Task description |
When you return the entries, keep every word and mark exactly as it is.

Stored items from a collection |

= = = = = = =

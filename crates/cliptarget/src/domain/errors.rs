//! Domain-specific errors.

use thiserror::Error;

/// A phrase did not satisfy the target grammar.
#[derive(Debug, Clone, Error, PartialEq, Eq)]
pub enum GrammarError {
    #[error("expected a number key or one or two letters for a hint")]
    MissingHint,
    #[error("no target rule matches phrase: {phrase}")]
    NoMatchingRule { phrase: String },
    #[error("utterance contains no targets")]
    EmptyUtterance,
    #[error("target {index} of the utterance is empty")]
    EmptyPhrase { index: usize },
}

/// A spoken word could not be mapped onto the vocabulary.
#[derive(Debug, Clone, Error, PartialEq, Eq)]
pub enum LexError {
    #[error("unknown word '{word}' at position {position}")]
    UnknownWord { word: String, position: usize },
}
//! Pre-resolved grammar primitives handed to the resolution pipeline.

use std::fmt;

/// Literal words the target grammar matches on.
pub mod keyword {
    pub const ITEMS: &str = "items";
    pub const REVERSE: &str = "reverse";
    pub const PAST: &str = "past";
    pub const WITH: &str = "with";
    pub const AND: &str = "and";

    /// Every keyword, in grammar order.
    pub const ALL: [&str; 5] = [ITEMS, REVERSE, PAST, WITH, AND];
}

/// One recognized sub-match of an utterance.
///
/// The host vocabulary has already turned audio into these values; the pipeline only decides
/// which grammar rule they satisfy.
#[derive(Debug, Clone, PartialEq, Eq)]
pub enum Token {
    /// A literal grammar word such as `items` or `past`.
    Keyword(String),
    /// A single recognized letter.
    Letter(char),
    /// A small number, used either as a repeat count or as a number-key hint.
    Number(u32),
    /// A number key whose digits must be kept as spoken, such as `007`.
    Key(String),
    /// A spoken position, one-based.
    Ordinal(u32),
    /// A label from the declared search item-type list.
    SearchType(String),
    /// Free-form dictated text.
    Prose(String),
}

impl Token {
    pub fn keyword(word: impl Into<String>) -> Self {
        Token::Keyword(word.into())
    }

    pub fn search_type(label: impl Into<String>) -> Self {
        Token::SearchType(label.into())
    }

    pub fn prose(text: impl Into<String>) -> Self {
        Token::Prose(text.into())
    }

    /// Returns whether this token is the given literal keyword.
    pub fn is_keyword(&self, word: &str) -> bool {
        matches!(self, Token::Keyword(value) if value == word)
    }
}

impl fmt::Display for Token {
    fn fmt(&self, f: &mut fmt::Formatter<'_>) -> fmt::Result {
        match self {
            Token::Keyword(word) => f.write_str(word),
            Token::Letter(letter) => write!(f, "<letter {letter}>"),
            Token::Number(value) => write!(f, "<number {value}>"),
            Token::Key(digits) => write!(f, "<key {digits}>"),
            Token::Ordinal(value) => write!(f, "<ordinal {value}>"),
            Token::SearchType(label) => write!(f, "<type {label}>"),
            Token::Prose(text) => write!(f, "<prose \"{text}\">"),
        }
    }
}

/// Render a phrase for diagnostics.
pub fn describe(tokens: &[Token]) -> String {
    tokens
        .iter()
        .map(Token::to_string)
        .collect::<Vec<_>>()
        .join(" ")
}
//! Command-line surface.

use std::io::{self, Write};
use std::path::{Path, PathBuf};

use anyhow::{Context, Result};
use clap::{ArgAction, CommandFactory, Parser, Subcommand};
use clap_complete::Shell;

use crate::app::pipeline::Pipeline;
use crate::app::wire::OutputStyle;
use crate::domain::token::keyword;
use crate::infra::config::Config;

#[derive(Parser, Debug)]
#[command(
    name = "cliptarget",
    version,
    about = "Resolve spoken clipboard targets into RPC payloads"
)]
pub struct Cli {
    #[arg(long, global = true, help = "Pretty-print JSON output")]
    pub pretty: bool,
    #[arg(
        short,
        long,
        global = true,
        action = ArgAction::Count,
        help = "Increase log verbosity (repeatable)"
    )]
    pub verbose: u8,
    #[arg(long, global = true, help = "Use this config file instead of the workspace config")]
    pub config: Option<PathBuf>,
    #[command(subcommand)]
    pub command: Commands,
}

#[derive(Subcommand, Debug)]
pub enum Commands {
    /// Print the target payload for an utterance
    Resolve {
        #[arg(required = true, num_args = 1..)]
        words: Vec<String>,
    },
    /// Print the remote command carrying the payload
    Rpc {
        #[arg(required = true, num_args = 1..)]
        words: Vec<String>,
        #[arg(long, help = "Command id (defaults to rpc.command from config)")]
        command: Option<String>,
    },
    /// List keywords and configured search types
    Vocabulary,
    /// Generate shell completions
    Completions { shell: Shell },
}

pub fn run(cli: Cli) -> Result<()> {
    let mut stdout = io::stdout().lock();
    match cli.command {
        Commands::Completions { shell } => {
            clap_complete::generate(shell, &mut Cli::command(), "cliptarget", &mut stdout);
        }
        Commands::Resolve { words } => {
            let (pipeline, style) = prepare(cli.config.as_deref(), cli.pretty)?;
            let payload = pipeline.payload(&words.join(" "))?;
            writeln!(stdout, "{}", payload.render(style)?)?;
        }
        Commands::Rpc { words, command } => {
            let (pipeline, style) = prepare(cli.config.as_deref(), cli.pretty)?;
            let request = pipeline.rpc_command(&words.join(" "), command.as_deref())?;
            writeln!(stdout, "{}", request.render(style)?)?;
        }
        Commands::Vocabulary => {
            let (pipeline, _) = prepare(cli.config.as_deref(), cli.pretty)?;
            writeln!(stdout, "keywords: {}", keyword::ALL.join(", "))?;
            writeln!(stdout, "search types:")?;
            for (spoken, label) in pipeline.vocabulary().search_types() {
                writeln!(stdout, "  {spoken} -> {label}")?;
            }
        }
    }
    stdout.flush().context("failed to flush stdout")?;
    Ok(())
}

fn prepare(config_path: Option<&Path>, pretty: bool) -> Result<(Pipeline, OutputStyle)> {
    let config = match config_path {
        Some(path) => Config::load_from(path)?,
        None => Config::load()?,
    };
    let configured = config
        .defaults
        .output_style()
        .context("invalid output setting in [defaults] or CLIPTARGET_OUTPUT")?;
    let style = if pretty {
        OutputStyle::Pretty
    } else {
        configured
    };
    tracing::debug!(command = %config.rpc.command(), style = style.as_str(), "loaded config");
    Ok((Pipeline::from_config(&config)?, style))
}
//! Target types, grammar tokens and their errors.

pub mod errors;
pub mod model;
pub mod token;
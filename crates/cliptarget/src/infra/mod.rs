//! Infrastructure adapters for config, logging, and the spoken vocabulary.

pub mod config;
pub mod lexer;
pub mod logging;
pub mod vocabulary;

= = = = = = =

Solution for this exercise |
filename crates/cliptarget/src/domain/errors.rs
//! Domain-specific errors.

use thiserror::Error;

/// A phrase did not satisfy the target grammar.
#[derive(Debug, Clone, Error, PartialEq, Eq)]
pub enum GrammarError {
    #[error("expected a number key or one or two letters for a hint")]
    MissingHint,
    #[error("no target rule matches phrase: {phrase}")]
    NoMatchingRule { phrase: String },
    #[error("utterance contains no targets")]
    EmptyUtterance,
    #[error("target {index} of the utterance is empty")]
    EmptyPhrase { index: usize },
}

/// A spoken word could not be mapped onto the vocabulary.
#[derive(Debug, Clone, Error, PartialEq, Eq)]
pub enum LexError {
    #[error("unknown word '{word}' at position {position}")]
    UnknownWord { word: String, position: usize },
}
//! Pre-resolved grammar primitives handed to the resolution pipeline.

use std::fmt;

/// Literal words the target grammar matches on.
pub mod keyword {
    pub const ITEMS: &str = "items";
    pub const REVERSE: &str = "reverse";
    pub const PAST: &str = "past";
    pub const WITH: &str = "with";
    pub const AND: &str = "and";

    /// Every keyword, in grammar order.
    pub const ALL: [&str; 5] = [ITEMS, REVERSE, PAST, WITH, AND];
}

/// One recognized sub-match of an utterance.
///
/// The host vocabulary has already turned audio into these values; the pipeline only decides
/// which grammar rule they satisfy.
#[derive(Debug, Clone, PartialEq, Eq)]
pub enum Token {
    /// A literal grammar word such as `items` or `past`.
    Keyword(String),
    /// A single recognized letter.
    Letter(char),
    /// A small number, used either as a repeat count or as a number-key hint.
    Number(u32),
    /// A number key whose digits must be kept as spoken, such as `007`.
    Key(String),
    /// A spoken position, one-based.
    Ordinal(u32),
    /// A label from the declared search item-type list.
    SearchType(String),
    /// Free-form dictated text.
    Prose(String),
}

impl Token {
    pub fn keyword(word: impl Into<String>) -> Self {
        Token::Keyword(word.into())
    }

    pub fn search_type(label: impl Into<String>) -> Self {
        Token::SearchType(label.into())
    }

    pub fn prose(text: impl Into<String>) -> Self {
        Token::Prose(text.into())
    }

    /// Returns whether this token is the given literal keyword.
    pub fn is_keyword(&self, word: &str) -> bool {
        matches!(self, Token::Keyword(value) if value == word)
    }
}

impl fmt::Display for Token {
    fn fmt(&self, f: &mut fmt::Formatter<'_>) -> fmt::Result {
        match self {
            Token::Keyword(word) => f.write_str(word),
            Token::Letter(letter) => write!(f, "<letter {letter}>"),
            Token::Number(value) => write!(f, "<number {value}>"),
            Token::Key(digits) => write!(f, "<key {digits}>"),
            Token::Ordinal(value) => write!(f, "<ordinal {value}>"),
            Token::SearchType(label) => write!(f, "<type {label}>"),
            Token::Prose(text) => write!(f, "<prose \"{text}\">"),
        }
    }
}

/// Render a phrase for diagnostics.
pub fn describe(tokens: &[Token]) -> String {
    tokens
        .iter()
        .map(Token::to_string)
        .collect::<Vec<_>>()
        .join(" ")
}
//! Command-line surface.

use std::io::{self, Write};
use std::path::{Path, PathBuf};

use anyhow::{Context, Result};
use clap::{ArgAction, CommandFactory, Parser, Subcommand};
use clap_complete::Shell;

use crate::app::pipeline::Pipeline;
use crate::app::wire::OutputStyle;
use crate::domain::token::keyword;
use crate::infra::config::Config;

#[derive(Parser, Debug)]
#[command(
    name = "cliptarget",
    version,
    about = "Resolve spoken clipboard targets into RPC payloads"
)]
pub struct Cli {
    #[arg(long, global = true, help = "Pretty-print JSON output")]
    pub pretty: bool,
    #[arg(
        short,
        long,
        global = true,
        action = ArgAction::Count,
        help = "Increase log verbosity (repeatable)"
    )]
    pub verbose: u8,
    #[arg(long, global = true, help = "Use this config file instead of the workspace config")]
    pub config: Option<PathBuf>,
    #[command(subcommand)]
    pub command: Commands,
}

#[derive(Subcommand, Debug)]
pub enum Commands {
    /// Print the target payload for an utterance
    Resolve {
        #[arg(required = true, num_args = 1..)]
        words: Vec<String>,
    },
    /// Print the remote command carrying the payload
    Rpc {
        #[arg(required = true, num_args = 1..)]
        words: Vec<String>,
        #[arg(long, help = "Command id (defaults to rpc.command from config)")]
        command: Option<String>,
    },
    /// List keywords and configured search types
    Vocabulary,
    /// Generate shell completions
    Completions { shell: Shell },
}

pub fn run(cli: Cli) -> Result<()> {
    let mut stdout = io::stdout().lock();
    match cli.command {
        Commands::Completions { shell } => {
            clap_complete::generate(shell, &mut Cli::command(), "cliptarget", &mut stdout);
        }
        Commands::Resolve { words } => {
            let (pipeline, style) = prepare(cli.config.as_deref(), cli.pretty)?;
            let payload = pipeline.payload(&words.join(" "))?;
            writeln!(stdout, "{}", payload.render(style)?)?;
        }
        Commands::Rpc { words, command } => {
            let (pipeline, style) = prepare(cli.config.as_deref(), cli.pretty)?;
            let request = pipeline.rpc_command(&words.join(" "), command.as_deref())?;
            writeln!(stdout, "{}", request.render(style)?)?;
        }
        Commands::Vocabulary => {
            let (pipeline, _) = prepare(cli.config.as_deref(), cli.pretty)?;
            writeln!(stdout, "keywords: {}", keyword::ALL.join(", "))?;
            writeln!(stdout, "search types:")?;
            for (spoken, label) in pipeline.vocabulary().search_types() {
                writeln!(stdout, "  {spoken} -> {label}")?;
            }
        }
    }
    stdout.flush().context("failed to flush stdout")?;
    Ok(())
}

fn prepare(config_path: Option<&Path>, pretty: bool) -> Result<(Pipeline, OutputStyle)> {
    let config = match config_path {
        Some(path) => Config::load_from(path)?,
        None => Config::load()?,
    };
    let configured = config
        .defaults
        .output_style()
        .context("invalid output setting in [defaults] or CLIPTARGET_OUTPUT")?;
    let style = if pretty {
        OutputStyle::Pretty
    } else {
        configured
    };
    tracing::debug!(command = %config.rpc.command(), style = style.as_str(), "loaded config");
    Ok((Pipeline::from_config(&config)?, style))
}
//! Target types, grammar tokens and their errors.

pub mod errors;
pub mod model;
pub mod token;
filename crates/cliptarget/src/infra/mod.rs
//! Infrastructure adapters for config, logging, and the spoken vocabulary.

pub mod config;
pub mod lexer;
pub mod logging;
pub mod vocabulary;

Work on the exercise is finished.